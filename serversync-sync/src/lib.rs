//! Snapshot-based sync of a server directory through a shared blob store.
//!
//! One machine publishes, others apply:
//!
//! 1. **Publish**: fingerprint every file in the watched directory, diff
//!    against the last snapshot, upload the changed files as a
//!    `changes_<timestamp>.zip` archive and append it to the shared
//!    version log.
//! 2. **Apply**: bootstrap an empty directory from `server_files.zip`, then
//!    download and extract, oldest first, every archive in the version log
//!    this machine has not applied yet.
//!
//! Both workflows run under an advisory lock object in the remote
//! container, so only one sync touches the container at a time.
//!
//! ## Components
//!
//! - **Snapshot**: per-file modification times ([`snapshot`])
//! - **Change set**: files that differ between two snapshots ([`changeset`])
//! - **Version log**: ordered record of published change-sets ([`version_log`])
//! - **Lock**: marker object in the remote container ([`lock`])
//! - **Storage**: Google Drive or a local directory ([`cloud`])
//! - **Orchestrator**: the publish and apply workflows ([`SyncOrchestrator`])
//!
//! # Example
//!
//! ```no_run
//! use std::path::Path;
//! use std::sync::Arc;
//! use serversync_sync::{LocalStorage, SyncConfig, SyncOrchestrator};
//!
//! # async fn run() -> serversync_sync::SyncResult<()> {
//! let config = SyncConfig::with_layout("shared", Path::new("/srv/mc"), Path::new("/srv/mc/.sync"));
//! let storage = Arc::new(LocalStorage::new("/mnt/share"));
//! let orchestrator = SyncOrchestrator::new(config, storage);
//! orchestrator.publish().await?;
//! # Ok(())
//! # }
//! ```

pub mod changeset;
pub mod cloud;
pub mod config;
mod error;
pub mod lock;
mod orchestrator;
mod persist;
pub mod snapshot;
pub mod version_log;

pub use changeset::{ChangeSet, diff};
pub use cloud::{CloudFile, CloudStorage, GoogleDriveStorage, LocalStorage, open_storage};
pub use config::{BackendConfig, SyncConfig};
pub use error::{SyncError, SyncResult};
pub use lock::{AcquireOutcome, LockInfo, LockState};
pub use orchestrator::{
    ApplyOutcome, ApplyReport, FULL_ARCHIVE_NAME, PublishOutcome, StatusReport, SyncOrchestrator,
};
pub use persist::{write_atomic, write_json_atomic};
pub use snapshot::{Fingerprint, Snapshot, compute_snapshot, load_snapshot, save_snapshot};
pub use version_log::{VersionLog, VersionLogEntry, missing_entries};
mod dynamic_array;
mod error;
pub mod sort;

pub use dynamic_array::{DynamicArray, DEFAULT_CAPACITY};
pub use error::ArrayError;
pub use sort::SortStrategy;
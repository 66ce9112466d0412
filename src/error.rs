use std::collections::TryReserveError;

#[derive(Debug, thiserror::Error)]
pub enum ArrayError {
    #[error("rank {rank} out of bounds for size {size}")]
    IndexOutOfBounds { rank: usize, size: usize },

    #[error("invalid range [{lo}, {hi}) for size {size}")]
    InvalidRange { lo: usize, hi: usize, size: usize },

    #[error("out of memory reserving {requested} slots")]
    OutOfMemory {
        requested: usize,
        #[source]
        source: TryReserveError,
    },

    #[error("unknown sort strategy: {0}")]
    UnknownStrategy(String),
}

#[cfg(test)]
mod tests {
    use super::*;
    use std::error::Error;

    #[test]
    fn messages_name_the_offending_values() {
        let err = ArrayError::IndexOutOfBounds { rank: 7, size: 3 };
        assert_eq!(err.to_string(), "rank 7 out of bounds for size 3");

        let err = ArrayError::InvalidRange { lo: 4, hi: 2, size: 5 };
        assert_eq!(err.to_string(), "invalid range [4, 2) for size 5");

        let err = ArrayError::UnknownStrategy("shell".to_string());
        assert_eq!(err.to_string(), "unknown sort strategy: shell");
    }

    #[test]
    fn out_of_memory_keeps_reserve_error_as_source() {
        let source = Vec::<u64>::new().try_reserve_exact(usize::MAX).unwrap_err();
        let err = ArrayError::OutOfMemory {
            requested: usize::MAX,
            source,
        };
        assert!(err.source().is_some());
        assert!(err.to_string().starts_with("out of memory"));
    }
}
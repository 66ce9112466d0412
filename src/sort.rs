use std::fmt;
use std::mem;
use std::str::FromStr;

use crate::error::ArrayError;

/// In-place sorting algorithm used over a rank range of a `DynamicArray`.
///
/// Every strategy leaves the range in non-descending order and keeps its
/// multiset of values unchanged. Only `Merge` and `Bubble` preserve the
/// relative order of equal elements.
#[derive(Debug, Clone, Copy, PartialEq, Eq, Hash, Default)]
pub enum SortStrategy {
    Bubble,
    Selection,
    #[default]
    Merge,
    Quick,
    Heap,
}

impl SortStrategy {
    pub const ALL: [SortStrategy; 5] = [
        SortStrategy::Bubble,
        SortStrategy::Selection,
        SortStrategy::Merge,
        SortStrategy::Quick,
        SortStrategy::Heap,
    ];

    pub fn name(self) -> &'static str {
        match self {
            SortStrategy::Bubble => "bubble",
            SortStrategy::Selection => "selection",
            SortStrategy::Merge => "merge",
            SortStrategy::Quick => "quick",
            SortStrategy::Heap => "heap",
        }
    }

    pub fn sort<T: Ord + Default>(self, data: &mut [T]) {
        match self {
            SortStrategy::Bubble => bubble_sort(data),
            SortStrategy::Selection => selection_sort(data),
            SortStrategy::Merge => merge_sort(data),
            SortStrategy::Quick => quick_sort(data),
            SortStrategy::Heap => heap_sort(data),
        }
    }
}

impl fmt::Display for SortStrategy {
    fn fmt(&self, f: &mut fmt::Formatter<'_>) -> fmt::Result {
        f.write_str(self.name())
    }
}

impl FromStr for SortStrategy {
    type Err = ArrayError;

    fn from_str(s: &str) -> Result<Self, Self::Err> {
        SortStrategy::ALL
            .into_iter()
            .find(|strategy| strategy.name().eq_ignore_ascii_case(s.trim()))
            .ok_or_else(|| ArrayError::UnknownStrategy(s.to_string()))
    }
}

/// Adjacent-swap passes. Each pass ends where the previous one last swapped,
/// so sorted input costs a single pass.
pub fn bubble_sort<T: Ord>(data: &mut [T]) {
    let mut hi = data.len();
    while hi > 1 {
        let mut last_swap = 0;
        for i in 1..hi {
            if data[i - 1] > data[i] {
                data.swap(i - 1, i);
                last_swap = i;
            }
        }
        hi = last_swap;
    }
}

pub fn selection_sort<T: Ord>(data: &mut [T]) {
    let mut hi = data.len();
    while hi > 1 {
        hi -= 1;
        let mx = max_rank(&data[..=hi]);
        data.swap(mx, hi);
    }
}

fn max_rank<T: Ord>(data: &[T]) -> usize {
    let mut mx = 0;
    for i in 1..data.len() {
        if data[i] > data[mx] {
            mx = i;
        }
    }
    mx
}

pub fn merge_sort<T: Ord + Default>(data: &mut [T]) {
    if data.len() < 2 {
        return;
    }
    let mi = data.len() / 2;
    merge_sort(&mut data[..mi]);
    merge_sort(&mut data[mi..]);
    merge(data, mi);
}

/// Merges the sorted runs `[0, mi)` and `[mi, len)`. Only the left run is
/// moved out into a buffer; the right run is consumed in place.
fn merge<T: Ord + Default>(data: &mut [T], mi: usize) {
    if data[mi - 1] <= data[mi] {
        return;
    }
    let mut left: Vec<T> = data[..mi].iter_mut().map(mem::take).collect();
    let right_len = data.len() - mi;
    let (mut i, mut j, mut k) = (0, 0, 0);
    while i < left.len() {
        if j < right_len && data[mi + j] < left[i] {
            // slot k was vacated by an earlier move
            data.swap(k, mi + j);
            j += 1;
        } else {
            data[k] = mem::take(&mut left[i]);
            i += 1;
        }
        k += 1;
    }
}

/// Quick sort with a Lomuto partition around the first element. The smaller
/// side is sorted recursively and the larger one iteratively, which bounds
/// stack depth by `log n` even on already-sorted input.
pub fn quick_sort<T: Ord>(mut data: &mut [T]) {
    while data.len() > 1 {
        let p = partition(data);
        let (left, right) = mem::take(&mut data).split_at_mut(p);
        let right = &mut right[1..];
        if left.len() < right.len() {
            quick_sort(left);
            data = right;
        } else {
            quick_sort(right);
            data = left;
        }
    }
}

fn partition<T: Ord>(data: &mut [T]) -> usize {
    let mut m = 0;
    for k in 1..data.len() {
        if data[k] < data[0] {
            m += 1;
            data.swap(m, k);
        }
    }
    data.swap(0, m);
    m
}

pub fn heap_sort<T: Ord>(data: &mut [T]) {
    let n = data.len();
    if n < 2 {
        return;
    }
    for i in (0..n / 2).rev() {
        sift_down(data, i, n);
    }
    for end in (1..n).rev() {
        data.swap(0, end);
        sift_down(data, 0, end);
    }
}

fn sift_down<T: Ord>(data: &mut [T], mut idx: usize, len: usize) {
    loop {
        let left = 2 * idx + 1;
        let right = 2 * idx + 2;
        let mut largest = idx;

        if left < len && data[left] > data[largest] {
            largest = left;
        }
        if right < len && data[right] > data[largest] {
            largest = right;
        }

        if largest != idx {
            data.swap(idx, largest);
            idx = largest;
        } else {
            break;
        }
    }
}
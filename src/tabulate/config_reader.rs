use crate::tabulate::*;

use serde::{Deserialize, Serialize};
use serde_json::Value as JSValue;

#[derive(PartialEq, Debug, Clone, Default, Serialize, Deserialize)]
pub struct OutputSettings {
    #[serde(rename = "contestName")]
    pub contest_name: Option<String>,
    #[serde(rename = "outputDirectory")]
    pub output_directory: Option<String>,
}

/// The header of the summary.
#[derive(Eq, PartialEq, Debug, Clone, Serialize, Deserialize)]
pub struct OutputConfig {
    pub contest: String,
    pub rule: String,
    #[serde(rename = "tiebreakMode")]
    pub tiebreak_mode: String,
}

#[derive(PartialEq, Debug, Clone, Default, Serialize, Deserialize)]
pub struct InputSource {
    pub provider: Option<String>,
    #[serde(rename = "filePath")]
    pub file_path: Option<String>,
    #[serde(rename = "excelWorksheetName")]
    pub excel_worksheet_name: Option<String>,
    // Numbers or strings are accepted.
    #[serde(rename = "firstVoteRowIndex")]
    pub first_vote_row_index: Option<JSValue>,
    #[serde(rename = "firstVoteColumnIndex")]
    pub first_vote_column_index: Option<JSValue>,
}

impl InputSource {
    /// The first row holding scores, 1-based.
    pub fn first_vote_row_index(&self) -> TabulateResult<usize> {
        read_js_index(&self.first_vote_row_index)
    }

    /// The first column holding scores, 1-based.
    pub fn first_vote_column_index(&self) -> TabulateResult<usize> {
        read_js_index(&self.first_vote_column_index)
    }
}

#[derive(PartialEq, Debug, Clone, Default, Serialize, Deserialize)]
pub struct RulesConfig {
    pub rule: Option<String>,
    #[serde(rename = "tiebreakMode")]
    pub tiebreak_mode: Option<String>,
    #[serde(rename = "randomSeed")]
    pub random_seed: Option<JSValue>,
    pub dictator: Option<JSValue>,
    #[serde(rename = "scoreVector")]
    pub score_vector: Option<Vec<f64>>,
}

#[derive(PartialEq, Debug, Clone, Default, Serialize, Deserialize)]
pub struct ElectionConfig {
    #[serde(rename = "outputSettings", default)]
    pub output_settings: OutputSettings,
    #[serde(rename = "inputSource", default)]
    pub input_source: InputSource,
    #[serde(default)]
    pub rules: RulesConfig,
}

pub fn read_config(path: &str) -> TabulateResult<ElectionConfig> {
    let contents = fs::read_to_string(path).context(OpeningJsonSnafu { path })?;
    let config: ElectionConfig =
        serde_json::from_str(contents.as_str()).context(ParsingJsonSnafu {})?;
    debug!("read_config: {:?}", config);
    Ok(config)
}

pub fn read_summary(path: &str) -> TabulateResult<JSValue> {
    let contents = fs::read_to_string(path).context(OpeningJsonSnafu { path })?;
    let js: JSValue = serde_json::from_str(contents.as_str()).context(ParsingJsonSnafu {})?;
    ensure!(js["results"].is_array(), MissingResultsSnafu { path });
    Ok(js)
}

pub fn read_js_int(x: &Option<JSValue>) -> TabulateResult<Option<u64>> {
    match x {
        None | Some(JSValue::Null) => Ok(None),
        Some(JSValue::Number(n)) => n.as_u64().map(Some).context(ParsingJsonNumberSnafu {
            content: n.to_string(),
        }),
        Some(JSValue::String(s)) => s
            .trim()
            .parse::<u64>()
            .ok()
            .map(Some)
            .context(ParsingJsonNumberSnafu { content: s.clone() }),
        Some(v) => ParsingJsonNumberSnafu {
            content: v.to_string(),
        }
        .fail(),
    }
}

// Defaults to 1. Zero is rejected: the indices start at 1 as in spreadsheets.
fn read_js_index(x: &Option<JSValue>) -> TabulateResult<usize> {
    match read_js_int(x)? {
        None => Ok(1),
        Some(0) => whatever!("Row and column indices start at 1, got 0"),
        Some(i) => Ok(i as usize),
    }
}
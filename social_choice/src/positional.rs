//! Positional scoring rules: every rank of a ballot is worth a fixed number of points.
//!
//! Each rule comes in two flavours: a `*_tally` function that computes the scores, and
//! a function that also resolves the winner.

use crate::builder::Profile;
use crate::config::*;
use crate::tally::Tally;
use crate::tiebreak::TieBreaker;

use log::{debug, info};
use snafu::prelude::*;

/// Scores with an arbitrary weight per rank: `score_vector[i]` points go to the
/// alternative ranked at position `i` (0-indexed) by each agent.
///
/// The vector must have one weight per alternative.
pub fn scoring_tally(profile: &Profile, score_vector: &[f64]) -> Result<Tally, VotingErrors> {
    let reference = profile.reference_ranking().context(EmptyElectionSnafu {})?;
    let m = reference.len();
    ensure!(
        score_vector.len() == m,
        DimensionMismatchSnafu {
            expected: m,
            actual: score_vector.len(),
        }
    );
    let mut tally = Tally::zeroed((1..=m as u32).map(AlternativeId));
    for (_, ranking) in profile.rankings() {
        for (alt, weight) in ranking.iter().zip(score_vector.iter()) {
            tally.add(*alt, *weight);
        }
    }
    debug!("scoring_tally: {:?}", tally);
    Ok(tally)
}

pub fn scoring_rule(
    profile: &Profile,
    score_vector: &[f64],
    tiebreak: &mut TieBreaker,
) -> Result<AlternativeId, VotingErrors> {
    let tally = scoring_tally(profile, score_vector)?;
    pick_winner("scoring_rule", profile, &tally, tiebreak)
}

/// Counts the first choices only.
///
/// Unlike the other positional rules, an alternative that nobody ranks first does not
/// appear in the tally at all.
pub fn plurality_tally(profile: &Profile) -> Tally {
    let mut tally = Tally::default();
    for (_, ranking) in profile.rankings() {
        if let Some(first) = ranking.first() {
            tally.add(*first, 1.0);
        }
    }
    debug!("plurality_tally: {:?}", tally);
    tally
}

pub fn plurality(
    profile: &Profile,
    tiebreak: &mut TieBreaker,
) -> Result<AlternativeId, VotingErrors> {
    let tally = plurality_tally(profile);
    pick_winner("plurality", profile, &tally, tiebreak)
}

/// One point for every alternative except the last one of each ballot.
pub fn veto_tally(profile: &Profile) -> Result<Tally, VotingErrors> {
    let reference = profile.reference_ranking().context(EmptyElectionSnafu {})?;
    let mut tally = Tally::zeroed(reference.iter().cloned());
    for (_, ranking) in profile.rankings() {
        if let Some((_, kept)) = ranking.split_last() {
            for alt in kept {
                tally.add(*alt, 1.0);
            }
        }
    }
    debug!("veto_tally: {:?}", tally);
    Ok(tally)
}

pub fn veto(profile: &Profile, tiebreak: &mut TieBreaker) -> Result<AlternativeId, VotingErrors> {
    let tally = veto_tally(profile)?;
    pick_winner("veto", profile, &tally, tiebreak)
}

/// `m - i` points for the alternative at rank `i`, with `m` alternatives.
pub fn borda_tally(profile: &Profile) -> Result<Tally, VotingErrors> {
    let reference = profile.reference_ranking().context(EmptyElectionSnafu {})?;
    let m = reference.len();
    let mut tally = Tally::zeroed(reference.iter().cloned());
    for (_, ranking) in profile.rankings() {
        for (i, alt) in ranking.iter().enumerate() {
            tally.add(*alt, (m - i) as f64);
        }
    }
    debug!("borda_tally: {:?}", tally);
    Ok(tally)
}

pub fn borda(profile: &Profile, tiebreak: &mut TieBreaker) -> Result<AlternativeId, VotingErrors> {
    let tally = borda_tally(profile)?;
    pick_winner("borda", profile, &tally, tiebreak)
}

/// `1 / (i + 1)` points for the alternative at rank `i`.
///
/// The sums are floating point numbers and are compared exactly when looking for the
/// best score.
pub fn harmonic_tally(profile: &Profile) -> Tally {
    let mut tally = Tally::default();
    for (_, ranking) in profile.rankings() {
        for (i, alt) in ranking.iter().enumerate() {
            tally.add(*alt, 1.0 / (i + 1) as f64);
        }
    }
    debug!("harmonic_tally: {:?}", tally);
    tally
}

pub fn harmonic(
    profile: &Profile,
    tiebreak: &mut TieBreaker,
) -> Result<AlternativeId, VotingErrors> {
    let tally = harmonic_tally(profile);
    pick_winner("harmonic", profile, &tally, tiebreak)
}

pub(crate) fn pick_winner(
    rule: &str,
    profile: &Profile,
    tally: &Tally,
    tiebreak: &mut TieBreaker,
) -> Result<AlternativeId, VotingErrors> {
    let winners = tally.winners();
    debug!("{}: winners before tiebreak: {:?}", rule, winners);
    let winner = tiebreak.resolve(profile, &winners)?;
    info!("{}: winner {}", rule, winner);
    Ok(winner)
}

#[cfg(test)]
mod tests {
    use super::*;

    fn profile(rows: &[&[u32]]) -> Profile {
        Profile::from_rankings(rows.iter().enumerate().map(|(idx, r)| {
            (
                AgentId(idx as u32 + 1),
                r.iter().map(|x| AlternativeId(*x)).collect(),
            )
        }))
        .unwrap()
    }

    fn scores(t: &Tally) -> Vec<(u32, f64)> {
        t.iter().map(|(alt, s)| (alt.0, s)).collect()
    }

    fn example() -> Profile {
        profile(&[&[2, 1, 3], &[1, 2, 3], &[1, 3, 2]])
    }

    fn max() -> TieBreaker {
        TieBreaker::with_seed(TieBreakMode::Max, 0)
    }

    #[test]
    fn plurality_example() {
        let _ = env_logger::try_init();
        let p = example();
        assert_eq!(scores(&plurality_tally(&p)), vec![(1, 2.0), (2, 1.0)]);
        assert_eq!(plurality(&p, &mut max()), Ok(AlternativeId(1)));
    }

    #[test]
    fn borda_example() {
        let p = example();
        assert_eq!(
            scores(&borda_tally(&p).unwrap()),
            vec![(1, 8.0), (2, 6.0), (3, 4.0)]
        );
        assert_eq!(borda(&p, &mut max()), Ok(AlternativeId(1)));
    }

    #[test]
    fn veto_example() {
        let p = example();
        assert_eq!(
            scores(&veto_tally(&p).unwrap()),
            vec![(1, 3.0), (2, 2.0), (3, 1.0)]
        );
        assert_eq!(veto(&p, &mut max()), Ok(AlternativeId(1)));
    }

    #[test]
    fn harmonic_tie_goes_to_the_tiebreaker() {
        let p = profile(&[&[1, 2], &[2, 1]]);
        assert_eq!(scores(&harmonic_tally(&p)), vec![(1, 1.5), (2, 1.5)]);
        assert_eq!(harmonic(&p, &mut max()), Ok(AlternativeId(2)));
        let mut min = TieBreaker::with_seed(TieBreakMode::Min, 0);
        assert_eq!(harmonic(&p, &mut min), Ok(AlternativeId(1)));
    }

    #[test]
    fn harmonic_scores() {
        let p = profile(&[&[3, 1, 2], &[3, 2, 1]]);
        let t = harmonic_tally(&p);
        assert_eq!(t.score(AlternativeId(3)), Some(2.0));
        assert_eq!(harmonic(&p, &mut max()), Ok(AlternativeId(3)));
    }

    #[test]
    fn scoring_rule_matches_borda_and_veto() {
        let profiles = vec![
            example(),
            profile(&[&[1, 2, 3, 4], &[4, 3, 2, 1], &[2, 4, 1, 3]]),
            profile(&[&[3, 1, 2], &[3, 2, 1], &[1, 2, 3], &[2, 1, 3]]),
        ];
        for p in profiles.iter() {
            let m = p.num_alternatives();
            let borda_vec: Vec<f64> = (0..m).map(|i| (m - i) as f64).collect();
            let mut veto_vec: Vec<f64> = vec![1.0; m];
            veto_vec[m - 1] = 0.0;

            assert_eq!(scoring_tally(p, &borda_vec), borda_tally(p));
            assert_eq!(scoring_tally(p, &veto_vec), veto_tally(p));
            assert_eq!(
                scoring_rule(p, &borda_vec, &mut max()),
                borda(p, &mut max())
            );
            assert_eq!(scoring_rule(p, &veto_vec, &mut max()), veto(p, &mut max()));
        }
    }

    #[test]
    fn scoring_rule_matches_plurality_when_everybody_is_first_somewhere() {
        let p = profile(&[&[1, 2, 3], &[2, 3, 1], &[3, 1, 2], &[1, 3, 2]]);
        let t = scoring_tally(&p, &[1.0, 0.0, 0.0]).unwrap();
        assert_eq!(t.winners(), plurality_tally(&p).winners());
    }

    #[test]
    fn plurality_ignores_alternatives_never_ranked_first() {
        // Alternative 3 is never first: it is absent from the plurality tally but scored
        // 0 by the generic rule.
        let p = profile(&[&[1, 2, 3], &[2, 1, 3]]);
        let pt = plurality_tally(&p);
        assert_eq!(pt.score(AlternativeId(3)), None);
        let st = scoring_tally(&p, &[1.0, 0.0, 0.0]).unwrap();
        assert_eq!(st.score(AlternativeId(3)), Some(0.0));
        assert_eq!(pt.winners(), vec![AlternativeId(1), AlternativeId(2)]);
        assert_eq!(plurality(&p, &mut max()), Ok(AlternativeId(2)));
    }

    #[test]
    fn score_vector_must_match_the_alternatives() {
        let p = example();
        assert_eq!(
            scoring_rule(&p, &[1.0, 0.0], &mut max()),
            Err(VotingErrors::DimensionMismatch {
                expected: 3,
                actual: 2
            })
        );
    }

    #[test]
    fn weighted_scoring_rule() {
        // 1 gets 5 + 0 + 0, 2 gets 0 + 5 + 2, 3 gets 2 + 2 + 5
        let p = profile(&[&[1, 3, 2], &[2, 3, 1], &[3, 2, 1]]);
        let t = scoring_tally(&p, &[5.0, 2.0, 0.0]).unwrap();
        assert_eq!(scores(&t), vec![(1, 5.0), (2, 7.0), (3, 9.0)]);
        assert_eq!(
            scoring_rule(&p, &[5.0, 2.0, 0.0], &mut max()),
            Ok(AlternativeId(3))
        );
    }

    #[test]
    fn ties_can_be_broken_by_an_agent() {
        let p = profile(&[&[1, 2, 3], &[2, 1, 3]]);
        let mut tb = TieBreaker::with_seed(TieBreakMode::Agent(AgentId(2)), 0);
        assert_eq!(borda(&p, &mut tb), Ok(AlternativeId(2)));
        let mut tb = TieBreaker::with_seed(TieBreakMode::Agent(AgentId(1)), 0);
        assert_eq!(borda(&p, &mut tb), Ok(AlternativeId(1)));
    }

    #[test]
    fn random_tiebreak_returns_a_tied_alternative() {
        let p = profile(&[&[1, 2, 3], &[2, 1, 3]]);
        let mut tb = TieBreaker::with_seed(TieBreakMode::Random, 3);
        for _ in 0..10 {
            let w = veto(&p, &mut tb).unwrap();
            assert!(w == AlternativeId(1) || w == AlternativeId(2));
        }
    }

    #[test]
    fn empty_profile_has_no_winner() {
        let p = Profile::default();
        assert_eq!(
            borda(&p, &mut max()),
            Err(VotingErrors::EmptyElection {})
        );
        assert_eq!(
            plurality(&p, &mut max()),
            Err(VotingErrors::EmptyElection {})
        );
        assert_eq!(
            harmonic(&p, &mut max()),
            Err(VotingErrors::EmptyElection {})
        );
        assert_eq!(
            scoring_rule(&p, &[], &mut max()),
            Err(VotingErrors::EmptyElection {})
        );
    }
}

TASK DETAILS
An exact copy of the data is needed, running from its first line through the line that holds "pub mod snapshot;", and nothing beyond that.

RESULT
filename serversync-sync/src/lib.rs
//! Snapshot-based sync of a server directory through a shared blob store.
//!
//! One machine publishes, others apply:
//!
//! 1. **Publish**: fingerprint every file in the watched directory, diff
//!    against the last snapshot, upload the changed files as a
//!    `changes_<timestamp>.zip` archive and append it to the shared
//!    version log.
//! 2. **Apply**: bootstrap an empty directory from `server_files.zip`, then
//!    download and extract, oldest first, every archive in the version log
//!    this machine has not applied yet.
//!
//! Both workflows run under an advisory lock object in the remote
//! container, so only one sync touches the container at a time.
//!
//! ## Components
//!
//! - **Snapshot**: per-file modification times ([`snapshot`])
//! - **Change set**: files that differ between two snapshots ([`changeset`])
//! - **Version log**: ordered record of published change-sets ([`version_log`])
//! - **Lock**: marker object in the remote container ([`lock`])
//! - **Storage**: Google Drive or a local directory ([`cloud`])
//! - **Orchestrator**: the publish and apply workflows ([`SyncOrchestrator`])
//!
//! # Example
//!
//! ```no_run
//! use std::path::Path;
//! use std::sync::Arc;
//! use serversync_sync::{LocalStorage, SyncConfig, SyncOrchestrator};
//!
//! # async fn run() -> serversync_sync::SyncResult<()> {
//! let config = SyncConfig::with_layout("shared", Path::new("/srv/mc"), Path::new("/srv/mc/.sync"));
//! let storage = Arc::new(LocalStorage::new("/mnt/share"));
//! let orchestrator = SyncOrchestrator::new(config, storage);
//! orchestrator.publish().await?;
//! # Ok(())
//! # }
//! ```

pub mod changeset;
pub mod cloud;
pub mod config;
mod error;
pub mod lock;
mod orchestrator;
mod persist;
pub mod snapshot;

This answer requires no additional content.